Concord nonprofit honored for “breakthrough strategies” on behalf of low-wealth and low-income people and places

CONCORD, NH (Oct. 13, 2009) – The New Hampshire Community Loan Fund has been named recipient of the most prestigious honor in its field, the Wachovia NEXT Award for Opportunity Finance.

The Community Loan Fund was selected by the Opportunity Finance Network (OFN) for providing fair, fixed-rate mortgage loans to help people in New Hampshire's resident-owned communities build value in their manufactured homes. The Concord-based nonprofit’s prize includes a $500,000 grant and a $5-million low-cost loan.

The Kentucky-based Federation of Appalachian Housing Enterprises (FAHE) was also a NEXT awardee, with a grant and loan totaling $2.75 million. The award amounts are based on each organization’s asset size.

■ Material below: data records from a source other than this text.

//! `ledgerkit init` command — generate a default TOML configuration file.

use std::fs;
use std::path::Path;

use ledgerkit::Error;
use ledgerkit::config::generate_default_config;

/// Execute the `init` command.
///
/// Writes a default TOML configuration template to `output`. Refuses to
/// overwrite an existing file unless `force` is `true`.
///
/// # Errors
///
/// Returns an error if the file already exists (without `--force`) or if
/// writing fails.
#[allow(clippy::print_stderr)]
pub fn run(output: &Path, force: bool) -> Result<(), Error> {
    if output.exists() && !force {
        return Err(Error::config(format!(
            "'{}' already exists, use --force to overwrite",
            output.display()
        )));
    }

    fs::write(output, generate_default_config())
        .map_err(|e| Error::config_with(format!("failed to write '{}'", output.display()), e))?;

    eprintln!("Config file written to {}", output.display());
    Ok(())
}
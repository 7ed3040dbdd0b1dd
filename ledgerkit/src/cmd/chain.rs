//! `ledgerkit provider` / `wallets` / `chains` — provider and wallet queries.

use std::path::Path;

use ledgerkit::chain::{ProviderInfo, build_providers};
use ledgerkit::config::Config;
use ledgerkit::{Blockchain, Error, ProviderFactory, WalletAdapterRegistry, load_config};

use super::print_json;

/// Execute the `provider` command.
///
/// The configuration file is optional here; without it the default network
/// is used.
///
/// # Errors
///
/// Returns [`Error::UnsupportedBlockchain`] for unknown families, or a
/// configuration error if the file exists but is invalid.
pub fn provider(
    config_path: &Path,
    blockchain: &str,
    network: Option<&str>,
    wallet: &str,
) -> Result<(), Error> {
    let config = optional_config(config_path)?;
    let network = network.unwrap_or(&config.network);
    let provider = ProviderFactory::create_provider(blockchain, network, wallet)?;
    print_json(&provider.info())
}

/// Execute the `wallets` command.
///
/// # Errors
///
/// Returns [`Error::UnsupportedBlockchain`] if `chain` names no family.
pub fn wallets(chain: Option<&str>) -> Result<(), Error> {
    let registry = WalletAdapterRegistry::with_defaults();
    let names = match chain {
        Some(chain) => registry.wallets_for(chain.parse::<Blockchain>()?),
        None => registry.available_wallets(),
    };
    print_json(&names)
}

/// Execute the `chains` command.
///
/// # Errors
///
/// Returns a configuration error if the file cannot be loaded.
pub fn chains(config_path: &Path) -> Result<(), Error> {
    let config = load_config(config_path)?;
    let infos: Vec<ProviderInfo> = build_providers(&config.chains)
        .iter()
        .map(ledgerkit::ChainProvider::info)
        .collect();
    print_json(&infos)
}

fn optional_config(config_path: &Path) -> Result<Config, Error> {
    if config_path.exists() {
        load_config(config_path)
    } else {
        Ok(Config::default())
    }
}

The two will be honored on Wednesday, October 28 at the OFN Conference in Charlotte, North Carolina.

In announcing the awards this morning, OFN President & CEO Mark Pinsky said the two community development financial institutions (CDFIs) were chosen for their track record of excellent past performance and extraordinary potential for breakthrough achievements.

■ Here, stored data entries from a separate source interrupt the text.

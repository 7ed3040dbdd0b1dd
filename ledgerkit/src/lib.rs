//! ledgerkit — client SDK for account services and blockchain providers.
//!
//! - [`client`] — [`Client`] request seam and the reqwest-backed [`HttpClient`].
//! - [`services`] — [`AuthService`] and [`UserService`] wrappers.
//! - [`chain`] — [`Blockchain`] families, [`ChainProvider`] and [`ProviderFactory`].
//! - [`wallet`] — [`WalletAdapter`] trait and [`WalletAdapterRegistry`].
//! - [`config`] — [`Config`], the first-wins [`Configuration`] holder, TOML loading.
//! - [`Sdk`] — context object tying the above together.
//!
//! ```no_run
//! # async fn demo() -> Result<(), ledgerkit::Error> {
//! use ledgerkit::{Config, Sdk};
//!
//! let sdk = Sdk::from_config(&Config::default())?;
//! let profile = sdk.users().get_profile("42").await?;
//! let provider = sdk.create_provider("xrpl", Some("testnet"), "xaman")?;
//! # let _ = (profile, provider);
//! # Ok(())
//! # }
//! ```

#[cfg(not(any(feature = "chain-xrpl", feature = "chain-aptos")))]
compile_error!("ledgerkit needs at least one chain feature: `chain-xrpl` or `chain-aptos`");

pub mod chain;
pub mod client;
pub mod config;
pub mod error;
pub mod services;
#[cfg(feature = "telemetry")]
pub mod telemetry;
pub mod wallet;

mod sdk;

pub use chain::{Blockchain, ChainProvider, ChainProviderOps, ProviderFactory};
pub use client::{Client, HttpClient, Method};
pub use config::{Config, Configuration, load_config};
pub use error::Error;
pub use sdk::Sdk;
pub use services::{AuthService, UserService};
pub use wallet::{WalletAdapter, WalletAdapterRegistry};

Pinsky said the “breakthrough strategies” of the two awardees “have the potential to create transformational changes right now that benefit low-wealth and low-income people and places.”

“The Awards are particularly important this year,” Pinsky said. “Against the backdrop of the past few years of tight credit, the pain caused by irresponsible lending, and a recession, our awardees are beacons of opportunity. Through this crisis and looking forward, CDFIs will play increasingly important roles in financial markets and in the lives of many Americans.”

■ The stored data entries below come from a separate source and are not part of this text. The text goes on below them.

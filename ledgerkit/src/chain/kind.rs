//! Supported blockchain families.

use std::fmt;
use std::str::FromStr;

use serde::Serialize;

use crate::error::Error;

/// Identifier of the XRP Ledger family.
#[cfg(feature = "chain-xrpl")]
pub const XRPL: &str = "xrpl";

/// Identifier of the Aptos family.
#[cfg(feature = "chain-aptos")]
pub const APTOS: &str = "aptos";

/// Blockchain family a provider is built for.
///
/// Parsed case-insensitively from its identifier (`"XRPL"`, `"xrpl"` and
/// `"XrPl"` are the same family). Families compiled out of the build are
/// reported as [`Error::UnsupportedBlockchain`].
#[derive(Debug, Clone, Copy, PartialEq, Eq, Hash, Serialize)]
#[serde(rename_all = "lowercase")]
pub enum Blockchain {
    /// XRP Ledger.
    #[cfg(feature = "chain-xrpl")]
    Xrpl,
    /// Aptos.
    #[cfg(feature = "chain-aptos")]
    Aptos,
}

impl Blockchain {
    /// Lowercase identifier of this family.
    #[must_use]
    pub fn as_str(self) -> &'static str {
        match self {
            #[cfg(feature = "chain-xrpl")]
            Self::Xrpl => XRPL,
            #[cfg(feature = "chain-aptos")]
            Self::Aptos => APTOS,
            #[allow(unreachable_patterns)]
            _ => unreachable!("Blockchain variant not enabled in this build"),
        }
    }

    /// Whether building a provider for this family needs a wallet.
    #[must_use]
    pub const fn requires_wallet(self) -> bool {
        match self {
            #[cfg(feature = "chain-xrpl")]
            Self::Xrpl => true,
            #[allow(unreachable_patterns)]
            _ => false,
        }
    }

    /// Every family enabled in this build, in declaration order.
    #[must_use]
    pub fn supported() -> Vec<Self> {
        #[allow(unused_mut)]
        let mut chains = Vec::with_capacity(2);
        #[cfg(feature = "chain-xrpl")]
        chains.push(Self::Xrpl);
        #[cfg(feature = "chain-aptos")]
        chains.push(Self::Aptos);
        chains
    }
}

impl fmt::Display for Blockchain {
    fn fmt(&self, f: &mut fmt::Formatter<'_>) -> fmt::Result {
        f.write_str(self.as_str())
    }
}

impl FromStr for Blockchain {
    type Err = Error;

    fn from_str(s: &str) -> Result<Self, Self::Err> {
        Self::supported()
            .into_iter()
            .find(|chain| s.eq_ignore_ascii_case(chain.as_str()))
            .ok_or_else(|| Error::UnsupportedBlockchain(s.to_owned()))
    }
}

Community Loan Fund President Juliana Eades said: “The Wachovia NEXT Award is not just tremendous affirmation of our work. The $5-million loan will allow us to keep expanding our lending amid the current market contractions and uncertainty.”

“We hope that not too many years down the road, millions of families across the U.S. are no longer penalized by unfair financing when they purchase a manufactured home,” she said.

Many families living in manufactured homes have low incomes, and their house is their largest investment. But families whose manufactured homes sit on rented land, usually in parks, find that their houses don’t grow in value like they would if the families controlled the land beneath them.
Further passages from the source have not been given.